YOUR ASSIGNMENT: The reply should give back every entry exactly as written.

━━━ INFORMATION PROVIDED ━━━

//! mcp-sandbox: provision an E2B cloud sandbox, start its MCP gateway, and
//! install the GitHub Copilot CLI inside it.
//!
//! The binary in `main.rs` is a thin wrapper around [`commands`]. Everything
//! that talks to the sandbox goes through the [`sandbox::SandboxClient`]
//! trait so the install/verify protocol in [`install`] can be exercised
//! without a live provider.

pub mod commands;
pub mod config;
pub mod install;
pub mod mcp;
pub mod output;
pub mod sandbox;

pub use config::{Config, ConfigError};
pub use install::{install_and_verify, InstallOptions, InstallOutcome, InstallReport};
pub use sandbox::{CommandExecutor, CommandOutput, OutputSink, RunOptions, SandboxClient};
//! Host capabilities the resolver depends on.
//!
//! The resolver never owns abilities or rules. It looks abilities up through
//! an [`AbilityRegistry`] and issues rule operations to a
//! [`CollisionRegistry`]. [`AbilityTable`] and
//! [`CollisionManager`](crate::CollisionManager) are in-memory
//! implementations for hosts without their own.

use std::collections::HashMap;
use std::fmt;

use collider_foundation::AbilityId;

use crate::collision::Collision;

/// Maps a canonical ability name to a live handle.
pub trait AbilityRegistry {
    /// Handle for a resolved ability.
    type Handle: Clone + PartialEq + fmt::Display;

    /// Looks up an ability by its exact, case-sensitive name.
    fn resolve(&self, name: &str) -> Option<Self::Handle>;
}

/// Stores collision rules between abilities.
pub trait CollisionRegistry<H> {
    /// Adds a rule.
    fn register(&mut self, collision: Collision<H>);

    /// Removes every rule between `first` and `second` in either order.
    ///
    /// Returns the number of rules removed.
    fn remove_between(&mut self, first: &H, second: &H) -> usize;

    /// Removes every rule.
    fn clear(&mut self);
}

impl<R: AbilityRegistry + ?Sized> AbilityRegistry for &R {
    type Handle = R::Handle;

    fn resolve(&self, name: &str) -> Option<Self::Handle> {
        (**self).resolve(name)
    }
}

/// In-memory ability registry keyed by canonical name.
#[derive(Clone, Debug, Default)]
pub struct AbilityTable {
    by_name: HashMap<String, AbilityId>,
}

impl AbilityTable {
    /// Creates an empty table.
    #[must_use]
    pub fn new() -> Self {
        Self::default()
    }

    /// Registers an ability, returning its handle.
    ///
    /// Registering a name twice returns the existing handle.
    pub fn insert(&mut self, name: &str) -> AbilityId {
        let next = u32::try_from(self.by_name.len()).unwrap_or(u32::MAX);
        self.by_name
            .entry(name.to_owned())
            .or_insert_with(|| AbilityId::new(next, name))
            .clone()
    }

    /// Returns the number of registered abilities.
    #[must_use]
    pub fn len(&self) -> usize {
        self.by_name.len()
    }

    /// Returns true if no abilities are registered.
    #[must_use]
    pub fn is_empty(&self) -> bool {
        self.by_name.is_empty()
    }

    /// Returns true if `name` is registered.
    #[must_use]
    pub fn contains(&self, name: &str) -> bool {
        self.by_name.contains_key(name)
    }
}

impl AbilityRegistry for AbilityTable {
    type Handle = AbilityId;

    fn resolve(&self, name: &str) -> Option<AbilityId> {
        self.by_name.get(name).cloned()
    }
}

impl<'a> FromIterator<&'a str> for AbilityTable {
    fn from_iter<I: IntoIterator<Item = &'a str>>(iter: I) -> Self {
        let mut table = Self::new();
        for name in iter {
            table.insert(name);
        }
        table
    }
}
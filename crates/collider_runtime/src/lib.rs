//! Settings, host lifecycle, and CLI for the collider rule language.
//!
//! This crate provides:
//! - [`Settings`] - The YAML settings file and its mapping to a load
//! - [`Host`] - Owns the registries and runs loads and reloads
//! - [`roster`] - Ability rosters for hosts without their own registry
//! - [`logging`] - Subscriber setup for binaries

#![warn(missing_docs)]
#![warn(clippy::all)]
#![warn(clippy::pedantic)]

pub mod host;
pub mod logging;
pub mod roster;
pub mod settings;

pub use host::Host;
pub use settings::{Properties, Settings};
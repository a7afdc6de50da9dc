//! Token types for the collider rule language.
//!
//! Tokens are the output of the lexer and input to the parser.

use crate::span::Span;

/// A token from lexical analysis.
#[derive(Clone, Debug, PartialEq, Eq)]
pub struct Token {
    /// The lexical category of this token.
    pub kind: TokenKind,
    /// The literal text of this token (empty for `Eol` and `Eof`).
    pub text: String,
    /// Source location of this token.
    pub span: Span,
}

impl Token {
    /// Creates a new token.
    #[must_use]
    pub fn new(kind: TokenKind, text: impl Into<String>, span: Span) -> Self {
        Self {
            kind,
            text: text.into(),
            span,
        }
    }

    /// Creates an end-of-line token.
    #[must_use]
    pub fn eol(span: Span) -> Self {
        Self::new(TokenKind::Eol, "", span)
    }

    /// Creates an end-of-input token.
    #[must_use]
    pub fn eof(span: Span) -> Self {
        Self::new(TokenKind::Eof, "", span)
    }

    /// Returns the 1-based source line of this token.
    #[must_use]
    pub const fn line(&self) -> u32 {
        self.span.line
    }
}

/// Token types for the collider rule language.
#[derive(Clone, Copy, Debug, PartialEq, Eq, Hash)]
pub enum TokenKind {
    // Keywords
    /// `group`, matched case-insensitively
    KeyGroup,

    // Operators
    /// `>`
    GreaterThan,
    /// `<`
    LessThan,
    /// `=`
    Equal,
    /// `~`
    Tilde,
    /// `x`
    X,

    // Non-operator terminals
    /// `"`
    Quote,
    /// `{`
    OpenBrace,
    /// `}`
    CloseBrace,
    /// `,`
    Comma,
    /// `#`, starts a comment
    Pound,
    /// `$`, prefixes a group reference
    DollarSign,
    /// Any maximal run of non-whitespace, non-special characters
    StringLit,
    /// End of a physical line
    Eol,
    /// End of input
    Eof,
}

impl TokenKind {
    /// Returns the token kind for a special character, if `c` is one.
    #[must_use]
    pub const fn from_special(c: char) -> Option<Self> {
        match c {
            '#' => Some(Self::Pound),
            '"' => Some(Self::Quote),
            '{' => Some(Self::OpenBrace),
            '}' => Some(Self::CloseBrace),
            ',' => Some(Self::Comma),
            '>' => Some(Self::GreaterThan),
            '<' => Some(Self::LessThan),
            '=' => Some(Self::Equal),
            'x' => Some(Self::X),
            '~' => Some(Self::Tilde),
            '$' => Some(Self::DollarSign),
            _ => None,
        }
    }

    /// Returns true if this token kind is a collision operator.
    #[must_use]
    pub const fn is_operator(self) -> bool {
        matches!(
            self,
            Self::GreaterThan | Self::LessThan | Self::Equal | Self::Tilde | Self::X
        )
    }

    /// Returns true if this token kind ends a statement.
    #[must_use]
    pub const fn is_terminator(self) -> bool {
        matches!(self, Self::Eol | Self::Eof | Self::Pound)
    }

    /// Returns a human-readable name for this token kind.
    #[must_use]
    pub const fn name(self) -> &'static str {
        match self {
            Self::KeyGroup => "keyword 'group'",
            Self::GreaterThan => "'>'",
            Self::LessThan => "'<'",
            Self::Equal => "'='",
            Self::Tilde => "'~'",
            Self::X => "'x'",
            Self::Quote => "'\"'",
            Self::OpenBrace => "'{'",
            Self::CloseBrace => "'}'",
            Self::Comma => "','",
            Self::Pound => "'#'",
            Self::DollarSign => "'$'",
            Self::StringLit => "string literal",
            Self::Eol => "end of line",
            Self::Eof => "end of input",
        }
    }
}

━━━

SOLUTION FOR THIS EXERCISE:
//! mcp-sandbox: provision an E2B cloud sandbox, start its MCP gateway, and
//! install the GitHub Copilot CLI inside it.
//!
//! The binary in `main.rs` is a thin wrapper around [`commands`]. Everything
//! that talks to the sandbox goes through the [`sandbox::SandboxClient`]
//! trait so the install/verify protocol in [`install`] can be exercised
//! without a live provider.

pub mod commands;
pub mod config;
pub mod install;
pub mod mcp;
pub mod output;
pub mod sandbox;

pub use config::{Config, ConfigError};
pub use install::{install_and_verify, InstallOptions, InstallOutcome, InstallReport};
pub use sandbox::{CommandExecutor, CommandOutput, OutputSink, RunOptions, SandboxClient};
//! Host capabilities the resolver depends on.
//!
//! The resolver never owns abilities or rules. It looks abilities up through
//! an [`AbilityRegistry`] and issues rule operations to a
//! [`CollisionRegistry`]. [`AbilityTable`] and
//! [`CollisionManager`](crate::CollisionManager) are in-memory
//! implementations for hosts without their own.

use std::collections::HashMap;
use std::fmt;

use collider_foundation::AbilityId;

use crate::collision::Collision;

/// Maps a canonical ability name to a live handle.
pub trait AbilityRegistry {
    /// Handle for a resolved ability.
    type Handle: Clone + PartialEq + fmt::Display;

    /// Looks up an ability by its exact, case-sensitive name.
    fn resolve(&self, name: &str) -> Option<Self::Handle>;
}

/// Stores collision rules between abilities.
pub trait CollisionRegistry<H> {
    /// Adds a rule.
    fn register(&mut self, collision: Collision<H>);

    /// Removes every rule between `first` and `second` in either order.
    ///
    /// Returns the number of rules removed.
    fn remove_between(&mut self, first: &H, second: &H) -> usize;

    /// Removes every rule.
    fn clear(&mut self);
}

impl<R: AbilityRegistry + ?Sized> AbilityRegistry for &R {
    type Handle = R::Handle;

    fn resolve(&self, name: &str) -> Option<Self::Handle> {
        (**self).resolve(name)
    }
}

/// In-memory ability registry keyed by canonical name.
#[derive(Clone, Debug, Default)]
pub struct AbilityTable {
    by_name: HashMap<String, AbilityId>,
}

impl AbilityTable {
    /// Creates an empty table.
    #[must_use]
    pub fn new() -> Self {
        Self::default()
    }

    /// Registers an ability, returning its handle.
    ///
    /// Registering a name twice returns the existing handle.
    pub fn insert(&mut self, name: &str) -> AbilityId {
        let next = u32::try_from(self.by_name.len()).unwrap_or(u32::MAX);
        self.by_name
            .entry(name.to_owned())
            .or_insert_with(|| AbilityId::new(next, name))
            .clone()
    }

    /// Returns the number of registered abilities.
    #[must_use]
    pub fn len(&self) -> usize {
        self.by_name.len()
    }

    /// Returns true if no abilities are registered.
    #[must_use]
    pub fn is_empty(&self) -> bool {
        self.by_name.is_empty()
    }

    /// Returns true if `name` is registered.
    #[must_use]
    pub fn contains(&self, name: &str) -> bool {
        self.by_name.contains_key(name)
    }
}

impl AbilityRegistry for AbilityTable {
    type Handle = AbilityId;

    fn resolve(&self, name: &str) -> Option<AbilityId> {
        self.by_name.get(name).cloned()
    }
}

impl<'a> FromIterator<&'a str> for AbilityTable {
    fn from_iter<I: IntoIterator<Item = &'a str>>(iter: I) -> Self {
        let mut table = Self::new();
        for name in iter {
            table.insert(name);
        }
        table
    }
}
filename crates/collider_runtime/src/lib.rs
//! Settings, host lifecycle, and CLI for the collider rule language.
//!
//! This crate provides:
//! - [`Settings`] - The YAML settings file and its mapping to a load
//! - [`Host`] - Owns the registries and runs loads and reloads
//! - [`roster`] - Ability rosters for hosts without their own registry
//! - [`logging`] - Subscriber setup for binaries

#![warn(missing_docs)]
#![warn(clippy::all)]
#![warn(clippy::pedantic)]

pub mod host;
pub mod logging;
pub mod roster;
pub mod settings;

pub use host::Host;
pub use settings::{Properties, Settings};
repository a7afdc6de50da9dc
//! Token types for the collider rule language.
//!
//! Tokens are the output of the lexer and input to the parser.

use crate::span::Span;

/// A token from lexical analysis.
#[derive(Clone, Debug, PartialEq, Eq)]
pub struct Token {
    /// The lexical category of this token.
    pub kind: TokenKind,
    /// The literal text of this token (empty for `Eol` and `Eof`).
    pub text: String,
    /// Source location of this token.
    pub span: Span,
}

impl Token {
    /// Creates a new token.
    #[must_use]
    pub fn new(kind: TokenKind, text: impl Into<String>, span: Span) -> Self {
        Self {
            kind,
            text: text.into(),
            span,
        }
    }

    /// Creates an end-of-line token.
    #[must_use]
    pub fn eol(span: Span) -> Self {
        Self::new(TokenKind::Eol, "", span)
    }

    /// Creates an end-of-input token.
    #[must_use]
    pub fn eof(span: Span) -> Self {
        Self::new(TokenKind::Eof, "", span)
    }

    /// Returns the 1-based source line of this token.
    #[must_use]
    pub const fn line(&self) -> u32 {
        self.span.line
    }
}

/// Token types for the collider rule language.
#[derive(Clone, Copy, Debug, PartialEq, Eq, Hash)]
pub enum TokenKind {
    // Keywords
    /// `group`, matched case-insensitively
    KeyGroup,

    // Operators
    /// `>`
    GreaterThan,
    /// `<`
    LessThan,
    /// `=`
    Equal,
    /// `~`
    Tilde,
    /// `x`
    X,

    // Non-operator terminals
    /// `"`
    Quote,
    /// `{`
    OpenBrace,
    /// `}`
    CloseBrace,
    /// `,`
    Comma,
    /// `#`, starts a comment
    Pound,
    /// `$`, prefixes a group reference
    DollarSign,
    /// Any maximal run of non-whitespace, non-special characters
    StringLit,
    /// End of a physical line
    Eol,
    /// End of input
    Eof,
}

impl TokenKind {
    /// Returns the token kind for a special character, if `c` is one.
    #[must_use]
    pub const fn from_special(c: char) -> Option<Self> {
        match c {
            '#' => Some(Self::Pound),
            '"' => Some(Self::Quote),
            '{' => Some(Self::OpenBrace),
            '}' => Some(Self::CloseBrace),
            ',' => Some(Self::Comma),
            '>' => Some(Self::GreaterThan),
            '<' => Some(Self::LessThan),
            '=' => Some(Self::Equal),
            'x' => Some(Self::X),
            '~' => Some(Self::Tilde),
            '$' => Some(Self::DollarSign),
            _ => None,
        }
    }

    /// Returns true if this token kind is a collision operator.
    #[must_use]
    pub const fn is_operator(self) -> bool {
        matches!(
            self,
            Self::GreaterThan | Self::LessThan | Self::Equal | Self::Tilde | Self::X
        )
    }

    /// Returns true if this token kind ends a statement.
    #[must_use]
    pub const fn is_terminator(self) -> bool {
        matches!(self, Self::Eol | Self::Eof | Self::Pound)
    }

    /// Returns a human-readable name for this token kind.
    #[must_use]
    pub const fn name(self) -> &'static str {
        match self {
            Self::KeyGroup => "keyword 'group'",
            Self::GreaterThan => "'>'",
            Self::LessThan => "'<'",
            Self::Equal => "'='",
            Self::Tilde => "'~'",
            Self::X => "'x'",
            Self::Quote => "'\"'",
            Self::OpenBrace => "'{'",
            Self::CloseBrace => "'}'",
            Self::Comma => "','",
            Self::Pound => "'#'",
            Self::DollarSign => "'$'",
            Self::StringLit => "string literal",
            Self::Eol => "end of line",
            Self::Eof => "end of input",
        }
    }
}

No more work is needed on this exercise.